For a given path described by the sequence of nodes $\left< \dots, i, j, \dots \right>$ where $(i,j) \in \mathcal{E}$:
$$
t_0 \textrm{ is given}\\
\hat{t}_j = t_i + T_{ij}\\
t_j = \begin{cases}
W^\prime_j &\textrm{if $\hat{t}_j<W^\prime_j$}\\
\hat{t}_j &\textrm{if $W^\prime_j \le \hat{t}_j \le W^{\prime\prime}_j$}\\
\infty &\textrm{otherwise}\\
\end{cases}
$$

$\hat{t}_{0^\prime}$ and $t_{0^\prime}$ will denote arrival and ready times when returning to the home vertex (which may also have a time window) at the end of the circuit. Their calculation proceeds with the same recursive logic outlined above. Finding a finite-time solution means $t_{0^\prime}<\infty$.

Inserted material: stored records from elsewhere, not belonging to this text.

//! Author/supporter identity.

/// Who created or supported a wish: an authenticated user or an anonymous
/// session — exactly one, never both.
///
/// The "exactly one" invariant lives in [`Identity::from_parts`] rather
/// than in optional-field checks at every call site. When raw row data
/// carries both a user id and a session id, the user id wins, matching the
/// write path (session ids are forced to NULL when a user id is present).
#[derive(Debug, Clone, PartialEq, Eq, Hash)]
pub enum Identity {
    User(i64),
    Session(String),
}

impl Identity {
    pub fn user(id: i64) -> Self {
        Identity::User(id)
    }

    pub fn session(id: impl Into<String>) -> Self {
        Identity::Session(id.into())
    }

    /// Build an identity from optional raw parts. Returns `None` when
    /// neither part is present.
    pub fn from_parts(user_id: Option<i64>, session_id: Option<String>) -> Option<Self> {
        match (user_id, session_id) {
            (Some(uid), _) => Some(Identity::User(uid)),
            (None, Some(sid)) => Some(Identity::Session(sid)),
            (None, None) => None,
        }
    }

    /// The user id, if this is a user identity.
    pub fn user_id(&self) -> Option<i64> {
        match self {
            Identity::User(id) => Some(*id),
            Identity::Session(_) => None,
        }
    }

    /// The session id, if this is a session identity.
    pub fn session_id(&self) -> Option<&str> {
        match self {
            Identity::User(_) => None,
            Identity::Session(id) => Some(id),
        }
    }

    /// Tagged form disambiguating the two identity kinds in one set:
    /// `user_<id>` or `session_<id>`.
    pub fn tag(&self) -> String {
        match self {
            Identity::User(id) => format!("user_{id}"),
            Identity::Session(id) => format!("session_{id}"),
        }
    }
}

#[cfg(test)]
mod tests {
    use super::*;

    #[test]
    fn test_from_parts() {
        assert_eq!(Identity::from_parts(None, None), None);
        assert_eq!(
            Identity::from_parts(Some(7), None),
            Some(Identity::User(7))
        );
        assert_eq!(
            Identity::from_parts(None, Some("abc".into())),
            Some(Identity::Session("abc".into()))
        );
        // The user id wins when a row carries both.
        assert_eq!(
            Identity::from_parts(Some(7), Some("abc".into())),
            Some(Identity::User(7))
        );
    }

    #[test]
    fn test_tags() {
        assert_eq!(Identity::user(3).tag(), "user_3");
        assert_eq!(Identity::session("abc").tag(), "session_abc");
    }
}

If the real-world task involves time-consuming activities that have a nonzero duration $\delta>0$ ($\delta$ may or may not be uniform throughout different locations for the same activity), these durations can be integrated by adding them to the travel times $T_{ij}$ to their respective locations $(j)$. The time windows should also be adjusted to designate the earliest and latest finishing (ready) times for their respective activity by shifting $W_j$ by the appropriate $\delta_j$. 

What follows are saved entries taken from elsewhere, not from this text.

//! SQL AST and rendering.
//!
//! Build SQL as a typed AST, then render it for a concrete [`Dialect`] with
//! automatic parameter placeholder accounting. The numbered dialect
//! deduplicates repeated named parameters; positional dialects emit one `?`
//! (and one params entry) per occurrence.

mod dialect;
pub use dialect::*;

mod expr;
pub use expr::*;

mod render;
pub use render::*;

mod stmt;
pub use stmt::*;

/// Result of rendering SQL.
#[derive(Debug, Clone)]
pub struct RenderedSql {
    /// The SQL string with dialect-specific placeholders.
    pub sql: String,

    /// Parameter names in placeholder order. For the numbered dialect each
    /// name appears once; for positional dialects a name appears once per
    /// placeholder occurrence.
    pub params: Vec<String>,
}

/// The name of a table (or table alias).
pub type TableName = String;

/// The name of a column (or column alias).
pub type ColumnName = String;

/// The name of a query parameter.
pub type ParamName = String;

/// A SQL string literal wrapper.
///
/// Display writes the value escaped and quoted with single quotes.
///
/// # Example
/// ```
/// use wishwell_sql::Lit;
/// assert_eq!(format!("{}", Lit("foo")), "'foo'");
/// assert_eq!(format!("{}", Lit("it's")), "'it''s'");
/// ```
pub struct Lit<T: AsRef<str>>(pub T);

impl<T: AsRef<str>> std::fmt::Display for Lit<T> {
    fn fmt(&self, f: &mut std::fmt::Formatter<'_>) -> std::fmt::Result {
        write!(f, "'")?;
        for c in self.0.as_ref().chars() {
            if c == '\'' {
                write!(f, "''")?;
            } else {
                write!(f, "{}", c)?;
            }
        }
        write!(f, "'")
    }
}

/// Escape a string literal for SQL.
pub fn escape_string(s: &str) -> String {
    format!("{}", Lit(s))
}

/// Generate a standard index name for a table and columns.
///
/// Uses the convention `idx_{table}_{columns}` where columns are joined by underscore.
///
/// # Examples
///
/// ```
/// assert_eq!(wishwell_sql::index_name("wishes", &["user_id"]), "idx_wishes_user_id");
/// assert_eq!(
///     wishwell_sql::index_name("wishes", &["created_at", "id"]),
///     "idx_wishes_created_at_id"
/// );
/// ```
pub fn index_name(table: &str, columns: &[impl AsRef<str>]) -> String {
    let cols: Vec<&str> = columns.iter().map(|c| c.as_ref()).collect();
    format!("idx_{}_{}", table, cols.join("_"))
}

/// Generate a standard unique index name for a table and columns.
///
/// Uses the convention `uq_{table}_{columns}` where columns are joined by underscore.
///
/// # Examples
///
/// ```
/// assert_eq!(wishwell_sql::unique_index_name("users", &["google_id"]), "uq_users_google_id");
/// assert_eq!(
///     wishwell_sql::unique_index_name("supports", &["wish_id", "user_id"]),
///     "uq_supports_wish_id_user_id"
/// );
/// ```
pub fn unique_index_name(table: &str, columns: &[impl AsRef<str>]) -> String {
    let cols: Vec<&str> = columns.iter().map(|c| c.as_ref()).collect();
    format!("uq_{}_{}", table, cols.join("_"))
}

If the real-world task involves a multi-activity location $i$, it can be represented as a group of separate single-activity locations $i_1, i_2, \dots$ with appropriate intra-group travel times $t_{i_{from}, i_{to}} = 0+\delta_{i_{to}}$. Intra-group costs can be set to zero, or if the travel cost function includes a component unrelated to travel but related to the activity itself, a similar integration can be performed as in the case of travel times and activity durations. 

If the real-world task involves performing the same activity more than once (maybe in different locations or time-intervals), then this should be modelled as different activities.


### ACO variants:
Considering $\forall i,j,k \in \mathcal{V}$:
- **mACO**: Metric Activity Chain Optimization. E.g. Euclidean, Rectilinear or Maximum Cost mACO where $C_{ij} \le C_{jk}+C_{ki}$ or Time-mACO where $T_{ij} \le T_{jk}+T_{ki}$ or a combination of both spatial and temporal metricity.
- **sACO**: Symmetric Activity Chain Optimization. Cost symmetry $C_{ij}=C_{ji}$ or time symmetry $T_{ij}=T_{ji}$.
- **tACO**: Time-based Activity Chain Optimization. Has dynamic cost $C_{ij}=\max \lbrace T_{ij}, W^\prime_j-t_i \rbrace$
- **rACO**: Routing Activity Chain Optimization for swarms or fleets with partially shared activity objectives.
- any combination of the above

# ACO model

Decision variables: let binaries $$x_{ij}$$ represent if directed edge $(i,j) \in \mathcal{E}$ is chosen in the tour. Also, let auxiliary binaries $y_i$ represent if vertex $i \in \mathcal{V}$ is chosen in the tour.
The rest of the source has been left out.